_Input for this task_.
__________________________________________________

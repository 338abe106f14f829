//! Half-open interval endpoints over the extended reals.
//!
//! An `Endpoint` is either a closed bound (the value itself belongs to the
//! interval) or an open bound, written `almost(x)` in Femtocode source: the
//! open limit immediately adjacent to `x`. `Closed(f64::INFINITY)` is the
//! attainable `inf` of the extended reals; `Open(f64::INFINITY)` bounds the
//! unbounded-but-finite reals.

use crate::error::FemtocodeError;
use crate::FemtoResult;
use std::cmp::Ordering;
use std::fmt;
use std::hash::{Hash, Hasher};

#[derive(Debug, Clone, Copy)]
pub enum Endpoint {
    Closed(f64),
    Open(f64),
}

impl Endpoint {
    pub const NEG_INF: Endpoint = Endpoint::Closed(f64::NEG_INFINITY);
    pub const INF: Endpoint = Endpoint::Closed(f64::INFINITY);
    pub const ALMOST_NEG_INF: Endpoint = Endpoint::Open(f64::NEG_INFINITY);
    pub const ALMOST_INF: Endpoint = Endpoint::Open(f64::INFINITY);

    pub fn value(self) -> f64 {
        match self {
            Endpoint::Closed(v) | Endpoint::Open(v) => v,
        }
    }

    pub fn is_open(self) -> bool {
        matches!(self, Endpoint::Open(_))
    }

    pub fn is_closed(self) -> bool {
        matches!(self, Endpoint::Closed(_))
    }

    pub fn is_finite(self) -> bool {
        self.value().is_finite()
    }

    /// Flip closed to open and open to closed at the same real value.
    /// Used to turn interval boundaries inside out during `difference`
    /// and `intersection`.
    pub fn complement(self) -> Endpoint {
        match self {
            Endpoint::Closed(v) => Endpoint::Open(v),
            Endpoint::Open(v) => Endpoint::Closed(v),
        }
    }

    /// Same openness, negated value.
    pub fn negate(self) -> Endpoint {
        match self {
            Endpoint::Closed(v) => Endpoint::Closed(-v),
            Endpoint::Open(v) => Endpoint::Open(-v),
        }
    }

    /// The smaller endpoint; on equal values the closed one wins because
    /// it is the more inclusive lower bound.
    pub fn minimum(self, other: Endpoint) -> Endpoint {
        if self.value() < other.value() {
            self
        } else if other.value() < self.value() {
            other
        } else if self.is_closed() {
            self
        } else {
            other
        }
    }

    /// The larger endpoint; on equal values the closed one wins because
    /// it is the more inclusive upper bound.
    pub fn maximum(self, other: Endpoint) -> Endpoint {
        if self.value() > other.value() {
            self
        } else if other.value() > self.value() {
            other
        } else if self.is_closed() {
            self
        } else {
            other
        }
    }

    pub fn minimum_of(endpoints: impl IntoIterator<Item = Endpoint>) -> FemtoResult<Endpoint> {
        endpoints
            .into_iter()
            .reduce(Endpoint::minimum)
            .ok_or_else(|| FemtocodeError::invalid_argument("minimum of no endpoints"))
    }

    pub fn maximum_of(endpoints: impl IntoIterator<Item = Endpoint>) -> FemtoResult<Endpoint> {
        endpoints
            .into_iter()
            .reduce(Endpoint::maximum)
            .ok_or_else(|| FemtocodeError::invalid_argument("maximum of no endpoints"))
    }

    /// Endpoint sum. Openness of the result follows the operands, except
    /// that an infinite operand imposes its own openness: the sum is the
    /// IEEE limit and a finite perturbation of the other operand does not
    /// move it. The caller must rule out `inf + -inf` beforehand.
    pub fn plus(self, other: Endpoint) -> Endpoint {
        let v = self.value() + other.value();
        debug_assert!(!v.is_nan(), "indeterminate endpoint sum");
        Endpoint::with_openness(v, combined_openness(self, other))
    }

    pub fn minus(self, other: Endpoint) -> Endpoint {
        self.plus(other.negate())
    }

    pub fn with_openness(value: f64, open: bool) -> Endpoint {
        if open {
            Endpoint::Open(value)
        } else {
            Endpoint::Closed(value)
        }
    }
}

/// Openness rule for binary endpoint arithmetic: open if either operand is
/// open, unless exactly one operand is infinite, in which case the
/// infinite operand decides.
pub(crate) fn combined_openness(a: Endpoint, b: Endpoint) -> bool {
    match (a.value().is_infinite(), b.value().is_infinite()) {
        (true, false) => a.is_open(),
        (false, true) => b.is_open(),
        _ => a.is_open() || b.is_open(),
    }
}

impl PartialEq for Endpoint {
    fn eq(&self, other: &Self) -> bool {
        // almost(x) is a different endpoint than x itself
        self.value() == other.value() && self.is_open() == other.is_open()
    }
}

impl Eq for Endpoint {}

impl PartialOrd for Endpoint {
    fn partial_cmp(&self, other: &Self) -> Option<Ordering> {
        Some(self.cmp(other))
    }
}

impl Ord for Endpoint {
    fn cmp(&self, other: &Self) -> Ordering {
        // Canonical order: by value, closed before open. NaN is never
        // constructed (schema constructors reject it).
        self.value()
            .partial_cmp(&other.value())
            .unwrap_or(Ordering::Equal)
            .then_with(|| self.is_open().cmp(&other.is_open()))
    }
}

impl Hash for Endpoint {
    fn hash<H: Hasher>(&self, state: &mut H) {
        // +0.0 normalizes -0.0 so the two zeros hash alike
        (self.value() + 0.0).to_bits().hash(state);
        self.is_open().hash(state);
    }
}

impl fmt::Display for Endpoint {
    fn fmt(&self, f: &mut fmt::Formatter<'_>) -> fmt::Result {
        let render = |v: f64| -> String {
            if v == f64::INFINITY {
                "inf".to_string()
            } else if v == f64::NEG_INFINITY {
                "-inf".to_string()
            } else {
                format!("{}", v)
            }
        };
        match self {
            Endpoint::Closed(v) => write!(f, "{}", render(*v)),
            Endpoint::Open(v) => write!(f, "almost({})", render(*v)),
        }
    }
}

__________________________________________________

_Instructions for the task_.
Scan the records above for the word "bool" and return every line where it occurs.

_Exercise output_.
    pub fn is_open(self) -> bool {
    pub fn is_closed(self) -> bool {
    pub fn is_finite(self) -> bool {
    pub fn with_openness(value: f64, open: bool) -> Endpoint {
pub(crate) fn combined_openness(a: Endpoint, b: Endpoint) -> bool {
    fn eq(&self, other: &Self) -> bool {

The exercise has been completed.